Massachusetts Governor Deval Patrick Under Pressure, Refuses to Apologize for his September 11th Comments
Massachusetts governor Deval Patrick has been under pressure from the Republican state party chief to apologize for remarks he made during his September 11th memorial speech. Yes, there still are some Republicans in Massachusetts, not many, but some. He refuses to apologize. Why? Because he was misunderstood. Isn’t that always the excuse from liberals, it seems like it.
“Let me be clear. I don’t think that America bears any fault for the attack on us on 9/11, and I don’t think that any of the family members with whom I spoke heard it or saw it that way,” Patrick said.
“I was there, I know what I said. I was as clear as possible in condemning the terrorist attacks, and I hope I’m clear right now,” he said.
But, there is at least one family member of a victim who did hear it that way.
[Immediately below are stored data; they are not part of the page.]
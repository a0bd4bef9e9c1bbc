//! tests for the websocket handler

use crate::utils::*;
use futures::StreamExt;
use serde_json::json;
use std::sync::atomic::Ordering;
use wallet_sync::{SyncConfig, build, server::WsSyncHandler};
use wallet_sync_core::{ChainFamily, RawEvent, WalletStatus, command::ServerMessage};
use wallet_sync_server::PubSubHandler;

#[tokio::test(flavor = "multi_thread")]
async fn pushes_snapshots_and_commands() {
    let (api, service) = build(&SyncConfig::test());
    tokio::spawn(service);

    let handler = WsSyncHandler::new(api.clone());
    let mut notifications = handler.on_connect();
    assert_eq!(handler.connections().load(Ordering::Relaxed), 1);

    // the current state comes first
    match notifications.next().await.unwrap() {
        ServerMessage::Snapshot(snapshot) => assert_eq!(snapshot.sequence, 0),
        msg => panic!("unexpected message {msg:?}"),
    }

    handler.on_request(serde_json::from_value(sol_connect(SOL_ALICE)).unwrap()).await;
    match notifications.next().await.unwrap() {
        ServerMessage::Snapshot(snapshot) => {
            assert_eq!(snapshot.status(ChainFamily::Solana), WalletStatus::Connected)
        }
        msg => panic!("unexpected message {msg:?}"),
    }

    api.disconnect(ChainFamily::Solana).unwrap();
    let msg = notifications.next().await.unwrap();
    assert_eq!(
        serde_json::to_value(&msg).unwrap(),
        json!({ "type": "command", "chainFamily": "solana", "command": "DISCONNECT", "params": {} })
    );

    handler.on_disconnect();
    assert_eq!(handler.connections().load(Ordering::Relaxed), 0);
}

#[tokio::test(flavor = "multi_thread")]
async fn slow_page_gets_latest_snapshot() {
    let (api, service) = build(&SyncConfig::test());
    tokio::spawn(service);
    let handler = WsSyncHandler::new(api.clone());
    let mut notifications = handler.on_connect();
    assert!(matches!(notifications.next().await.unwrap(), ServerMessage::Snapshot(_)));

    // the page does not read while state changes
    api.ingest(serde_json::from_value(sol_connect(SOL_ALICE)).unwrap()).await.unwrap();
    for network in ["testnet", "devnet", "testnet", "devnet"] {
        let change = event("solana", "network_change", json!({ "networkId": network }));
        api.ingest(serde_json::from_value(change).unwrap()).await.unwrap();
    }
    wait_processed(&api, 5).await;
    let latest = api.snapshot();
    assert_eq!(latest.sequence, 5);

    match notifications.next().await.unwrap() {
        ServerMessage::Snapshot(snapshot) => assert_eq!(snapshot, *latest),
        msg => panic!("unexpected message {msg:?}"),
    }
}

#[tokio::test(flavor = "multi_thread")]
async fn undecodable_messages_are_counted() {
    let (api, service) = build(&SyncConfig::test());
    tokio::spawn(service);
    let handler = WsSyncHandler::new(api.clone());

    let mistyped = r#"{"chainFamily":"evm","type":"connect","timestamp":"1700000000000"}"#;
    for text in [mistyped, "42", "{"] {
        let err = serde_json::from_str::<RawEvent>(text).unwrap_err();
        handler.on_invalid_request(err, text);
    }
    assert_eq!(api.stats().malformed, 3);
    assert_eq!(api.snapshot().sequence, 0);
}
The Democratic governor had been criticized by the state’s Republican party chief and the prominent brother of a Sept. 11 victim.
That brother of a September 11th victim is also a Republican running for a state office, he has made a speech at the memorial services for September 11th every year, except this year. He was not invited because he is running against a Democrat that Deval Patrick is endorsing. Pathetic.
So, let’s look at what Deval Patrick said one more time and see if we can figure out how he was mis-understood.
Because among many other things, 9/11 was a failure of human understanding. It was mean and nasty and bitter attack on the United States. But it was also about the failure of human beings to understand each other, and to learn to love each other. And it seems to me that that lesson and that warning is something that we must carry with us everyday.
Was he trying to say that terrorists need to learn to love us? I don’t think so. But maybe he was trying to say the terrorists don’t love us. Now that’s an understatement. The terrorists do love, they love their version of Allah, and they believe Allah condones killing us. Maybe, just maybe he was alluding to the terrorists in his speech.
In order to gain perspective lets delve into Patrick’s past to see if he may be talking about terrorists being unable to love us. When I look into his past I see a man who is very soft on crime. I see a man who is compassionate to violent criminals. He worked uder the Clinton administration, there are the Clintons again, it’s just a coincidence though, it always is with the Clintons, as assistant attorney general.
Patrick’s representation of Carl Ray Songer, who was convicted of the 1973 killing of a Florida highway patrolman. In the 1980s, while working for the NAACP Legal Defense Fund, Patrick successfully argued that Songer had been denied opportunity to present details about his background and upbringing before a jury awarded him a death sentence.
Patrick won a stay of execution for an admitted cop killer hours before he was to be executed because the jury wasn’t allowed to hear about his troubled childhood. Was this also a failure to understand and love a cop killer?
Then there is the case about Benjamin LaGuer. LaGuer tied up with telephone cords and beat and raped his 57 year old neighbor for over eight hours. He left her thinking she was dead. She wasn’t, she identified him as the attacker having known him as her neighbor. He has maintained his innocence and said a DNA test would prove it. What role does Patrick play in this?
Patrick had petitioned the parole board in 1998 and 2000 for LaGuer’s freedom and had contributed financially to the DNA testing. In his letters to the parole board Patrick characterized LaGuer as “thoughtful and eloquent.”
LaGuer is thoughtful and eloquent, wonderful. Ask his neighbor how thoughtful he is. Patrick helped pay for the DNA test, which proved LaGuer’s guilt.
Now I give you one last piece of his background and it goes back to the Clinton’s again. This time we are talking about the government attacking and killing a mother while she is holding her infant baby. That’s right, Ruby Ridge.
As the Justice Department’s chief civil rights prosecutor, Deval Patrick made the controversial decision not to criminally prosecute an FBI sniper who shot and killed an unarmed woman as she held her infant daughter in her arms during a 1992 standoff in Ruby Ridge, Idaho.
The incident, in which U.S. Marshall William F. Degan of Quincy and the wife and son of white separatist Randy Weaver were killed during an 11-day standoff, is cited by experts as the spark that started the anti-government militia movement that exploded after the standoff in Waco, Texas, less than a year later.
In 1994, Patrick, the Democratic candidate for governor who was then assistant attorney general, concluded there was insufficient basis to prosecute FBI sniper Lon Horiuchi for shooting and killing 43-year-old Vicki Weaver. Horiuchi had testified that he opened fire on the woman’s husband and his friend, Kevin Harris, when he thought they were about to fire on an FBI helicopter.
So now I ask you, was Patrick talking about the terrorists when he said that there was an inability to understand and love each other, or was he talking about us?